Here, $a(\boldsymbol {x}, \boldsymbol {k}, t)$ is the wave-action density in the $(\boldsymbol {x}, \boldsymbol {k})$ phase space, $\boldsymbol {k}$ is the wavevector, $\boldsymbol {c} = \boldsymbol {\nabla }_{\boldsymbol {k}} \omega$ is the intrinsic group velocity of IGWs, and $F(\boldsymbol {x}, \boldsymbol {k}, t)$ is a forcing term. The IGW intrinsic frequency

(1.2)\begin{equation} \omega = (f^2 \cos^2 \theta + N^2 \sin^2 \theta)^{1/2}, \end{equation}

with $f < N$ the Coriolis and buoyancy frequencies, depends on the angle $\theta$ between $\boldsymbol {k}$ and the vertical. The $\boldsymbol {k}$-dependent diffusivity tensor $\boldsymbol{\mathsf{D}}$ is given in components by

(1.3)\begin{equation} {\mathsf{D}}_{ij} = k_m k_n \int_0^\infty \langle \partial_{x_i} U_n(\boldsymbol{x}) \partial_{x_j} U_m({\boldsymbol{x} - \boldsymbol{c}s})\rangle \, \text{d} s, \end{equation}

where $\langle {\cdot } \rangle$ denotes ensemble average and $\boldsymbol {U}$ is the flow velocity field, with prescribed homogeneous statistics. A striking prediction of the diffusion equation (1.1) is that forced IGWs have a stationary spectrum scaling with wavenumber as $k^{-2}$, consistent with observed atmospheric mesoscale spectra (Gage & Nastrom Reference Gage and Nastrom1986; Lindborg Reference Lindborg1999) and oceanic submesoscale spectra (Callies & Ferrari Reference Callies and Ferrari2013). This provides support to the interpretation of the dynamics in these ranges as dominated by almost linear IGWs (Dewan Reference Dewan1979; VanZandt Reference VanZandt1982; Bühler, Callies & Ferrari Reference Bühler, Callies and Ferrari2014; Callies, Ferrari & Bühler Reference Callies, Ferrari and Bühler2014; Callies, Bühler & Ferrari Reference Callies, Bühler and Ferrari2016). (The nature of the dynamics and level of nonlinearity in the atmospheric mesoscales is still a subject of debate; see Li & Lindborg (Reference Li and Lindborg2018) and references therein for a contrasting view.)

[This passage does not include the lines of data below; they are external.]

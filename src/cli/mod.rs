//! CLI command handlers.
//!
//! This module provides testable command handlers that are invoked by
//! main.rs. Each handler implements the business logic for a specific CLI
//! subcommand.

mod render;
mod validate;

pub use render::{run_render, RenderFormat};
pub use validate::run_validate;
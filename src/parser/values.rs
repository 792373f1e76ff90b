//! Pure sub-parsers for the mini-grammars embedded in tag values.
//!
//! Each function maps a value string to a typed result or a failure; none of
//! them touch parser state. Actor dispatch is an explicit ordered list of
//! (prefix, constructor) pairs instead of regex fallthrough, so the match
//! order Tool, Person, Organization is visible at a glance.

use crate::model::{
    Actor, ActorKind, Checksum, ChecksumAlgorithm, ExternalDocumentRef, PackageVerificationCode,
    RelationshipTarget, RelationshipType,
};
use crate::validate::validate_external_document_id;
use chrono::{DateTime, NaiveDateTime, Utc};
use regex::Regex;
use std::fmt;
use std::sync::LazyLock;

/// Why an actor string failed to parse.
#[derive(Debug, Clone, PartialEq, Eq)]
pub enum ActorError {
    /// No `Tool:`/`Person:`/`Organization:` prefix matched.
    NoMatch,
    /// The prefix matched but the name was empty after trimming.
    EmptyName(ActorKind),
}

impl fmt::Display for ActorError {
    fn fmt(&self, f: &mut fmt::Formatter<'_>) -> fmt::Result {
        match self {
            Self::NoMatch => write!(f, "doesn't match any of person, organization or tool"),
            Self::EmptyName(kind) => write!(f, "no name for {kind} provided"),
        }
    }
}

/// Parse an actor value: `Tool: <name>`, `Person: <name> (<email>)`, or
/// `Organization: <name> (<email>)`, tried in that order.
///
/// A tool never carries an email; a parenthesized suffix stays part of its
/// name. For persons and organizations the email parentheses are optional
/// and an empty pair means no email.
pub fn parse_actor(value: &str) -> Result<Actor, ActorError> {
    const FORMS: [(&str, ActorKind); 3] = [
        ("Tool:", ActorKind::Tool),
        ("Person:", ActorKind::Person),
        ("Organization:", ActorKind::Organization),
    ];

    for (prefix, kind) in FORMS {
        let Some(rest) = value.trim_start().strip_prefix(prefix) else {
            continue;
        };
        if kind == ActorKind::Tool {
            let name = rest.trim();
            if name.is_empty() {
                return Err(ActorError::EmptyName(kind));
            }
            return Ok(Actor::tool(name));
        }

        let (name_part, email) = match rest.find('(') {
            Some(open) => (&rest[..open], parse_email(&rest[open..])),
            None => (rest, None),
        };
        let name = name_part.trim();
        if name.is_empty() {
            return Err(ActorError::EmptyName(kind));
        }
        return Ok(match kind {
            ActorKind::Person => Actor::person(name, email),
            _ => Actor::organization(name, email),
        });
    }

    Err(ActorError::NoMatch)
}

/// Extract an email from a `(...)` suffix; an empty or unclosed pair is no
/// email.
fn parse_email(parenthesized: &str) -> Option<String> {
    let rest = parenthesized.strip_prefix('(')?;
    let close = rest.rfind(')')?;
    let inner = rest[..close].trim();
    if inner.is_empty() {
        None
    } else {
        Some(inner.to_string())
    }
}

/// Why a relationship value failed to parse.
#[derive(Debug, Clone, PartialEq, Eq)]
pub enum RelationshipError {
    /// The value did not split into exactly three tokens.
    SplitFailed,
    /// The middle token is not a known relationship type.
    InvalidType(String),
}

/// Parse a relationship value: `<spdxId> <TYPE> <spdxId-or-sentinel>`.
pub fn parse_relationship(
    value: &str,
) -> Result<(String, RelationshipType, RelationshipTarget), RelationshipError> {
    let parts: Vec<&str> = value.split_whitespace().collect();
    let [source, type_name, target] = parts.as_slice() else {
        return Err(RelationshipError::SplitFailed);
    };
    let relationship_type = RelationshipType::from_name(type_name)
        .ok_or_else(|| RelationshipError::InvalidType((*type_name).to_string()))?;
    Ok((
        (*source).to_string(),
        relationship_type,
        RelationshipTarget::parse(target),
    ))
}

/// Parse a checksum value: `ALGO: hex`, algorithm case-insensitive.
#[must_use]
pub fn parse_checksum(value: &str) -> Option<Checksum> {
    let (algo_part, hex_part) = value.split_once(':')?;
    let algorithm = ChecksumAlgorithm::from_name(algo_part)?;
    let hex = hex_part.trim();
    if hex.is_empty() || !hex.chars().all(|c| c.is_ascii_hexdigit()) {
        return None;
    }
    Some(Checksum::new(algorithm, hex.to_string()))
}

/// Parse an external document reference value:
/// `DocumentRef-<id> <uri> <ALGO>: <hex>`.
#[must_use]
pub fn parse_external_document_ref(value: &str) -> Option<ExternalDocumentRef> {
    let value = value.trim();
    let (ref_id, rest) = value.split_once(char::is_whitespace)?;
    if !validate_external_document_id(ref_id) {
        return None;
    }
    let (uri, checksum_part) = rest.trim_start().split_once(char::is_whitespace)?;
    let checksum = parse_checksum(checksum_part.trim_start())?;
    Some(ExternalDocumentRef {
        document_ref_id: ref_id.to_string(),
        document_uri: uri.to_string(),
        checksum,
    })
}

static VERIFICATION_CODE_RE: LazyLock<Regex> =
    LazyLock::new(|| Regex::new(r"^([0-9a-f]+)\s*(?:\((.+)\))?$").expect("static regex"));

/// Parse a `PackageVerificationCode` value: a hex digest with an optional
/// parenthesized excludes list, itself optionally prefixed `excludes:`.
#[must_use]
pub fn parse_verification_code(value: &str) -> Option<PackageVerificationCode> {
    let captures = VERIFICATION_CODE_RE.captures(value.trim())?;
    let excluded_file_names = captures
        .get(2)
        .map(|excludes| {
            let inner = excludes.as_str().trim();
            let inner = inner.strip_prefix("excludes:").unwrap_or(inner);
            inner
                .split(',')
                .map(|name| name.trim().to_string())
                .filter(|name| !name.is_empty())
                .collect()
        })
        .unwrap_or_default();
    Some(PackageVerificationCode {
        value: captures[1].to_string(),
        excluded_file_names,
    })
}

/// Parse an SPDX timestamp: `YYYY-MM-DDTHH:MM:SSZ`, UTC only.
#[must_use]
pub fn parse_date(value: &str) -> Option<DateTime<Utc>> {
    NaiveDateTime::parse_from_str(value.trim(), "%Y-%m-%dT%H:%M:%SZ")
        .ok()
        .map(|naive| naive.and_utc())
}

/// Parse a `start:end` range of non-negative integers with `start <= end`.
#[must_use]
pub fn parse_range(value: &str) -> Option<(u64, u64)> {
    let (start, end) = value.split_once(':')?;
    let start: u64 = start.trim().parse().ok()?;
    let end: u64 = end.trim().parse().ok()?;
    if start > end {
        return None;
    }
    Some((start, end))
}
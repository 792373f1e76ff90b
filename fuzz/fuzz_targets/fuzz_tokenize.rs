#![no_main]
use libfuzzer_sys::fuzz_target;
use spdx_tagvalue::parser::tokenize;

/// Fuzz the record tokenizer, including `<text>` block handling.
fuzz_target!(|data: &[u8]| {
    if let Ok(s) = std::str::from_utf8(data) {
        let _ = tokenize(s);
    }
});
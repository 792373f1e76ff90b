//! SPDX tag-value parsing.
//!
//! The parse runs in two stages: the [`tokenizer`] splits raw text into
//! `Tag: value` records (resolving `<text>` blocks), then the [`builder`]
//! streams those records through a scope-tracking state machine that fills a
//! [`Document`]. Structural errors accumulate instead of aborting, so one run
//! reports everything wrong with a document; only malformed lines and unknown
//! tags cut the parse short.
//!
//! ## Usage
//!
//! ```no_run
//! use spdx_tagvalue::parser::parse_tag_value_file;
//! use std::path::Path;
//!
//! let doc = parse_tag_value_file(Path::new("document.spdx")).unwrap();
//! println!("{}", doc.summary());
//! ```

mod builder;
mod context;
pub mod tokenizer;
mod values;

pub use builder::Builder;
pub use context::{EntityKind, Tag};
pub use tokenizer::{tokenize, Record};
pub use values::{
    parse_actor, parse_checksum, parse_date, parse_external_document_ref, parse_range,
    parse_relationship, parse_verification_code, ActorError, RelationshipError,
};

use crate::error::{Result, TagValueError};
use crate::model::Document;
use std::path::Path;

/// Parse a tag-value document from a string.
///
/// Succeeds only when the input is structurally clean; otherwise fails with
/// the ordered list of every recorded error.
pub fn parse_tag_value(text: &str) -> Result<Document> {
    let records = tokenize(text)?;
    tracing::debug!(records = records.len(), "tokenized tag-value input");
    let mut builder = Builder::new();
    for record in &records {
        builder.handle_record(record)?;
    }
    builder.finish()
}

/// Parse a tag-value document from a file.
pub fn parse_tag_value_file(path: &Path) -> Result<Document> {
    tracing::info!(path = %path.display(), "parsing tag-value document");
    let text = std::fs::read_to_string(path).map_err(|err| TagValueError::io(path, err))?;
    parse_tag_value(&text)
}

Crucially, the assumption of time-independent flow implies that the diffusivity tensor satisfies $\boldsymbol{\mathsf{D}} \boldsymbol {\cdot } \boldsymbol {c} = 0$, as shown in Reference Kafiabad, Savva and VannesteKSV. Thus, noting $\boldsymbol{\mathsf{D}}$ is symmetric, the diffusive flux $\boldsymbol{\mathsf{D}} \boldsymbol {\cdot } \boldsymbol {\nabla }_{\boldsymbol {k}} a$ is perpendicular to $\boldsymbol {c} = \boldsymbol {\nabla }_{\boldsymbol {k}} \omega$ and hence the diffusion of wave action is restricted to a constant-frequency surface, namely a cone $\theta = \mathrm {const}$. This prediction is the direct consequence of the assumed linearity and time independence. Simulations of the nonlinear Boussinesq equations reported by Reference Kafiabad, Savva and VannesteKSV nonetheless indicate that it applies to a good approximation to small-Rossby-number flows, because their time scale is asymptotically larger than the IGW propagation time scale. This is illustrated in figure 1 which shows the result of a forced nonlinear Boussinesq simulation similar to Reference Kafiabad, Savva and VannesteKSV's (see § 3.2 for details): the energy density in wavevector space is confined close to the constant-$\theta$ cone corresponding to the forcing frequency.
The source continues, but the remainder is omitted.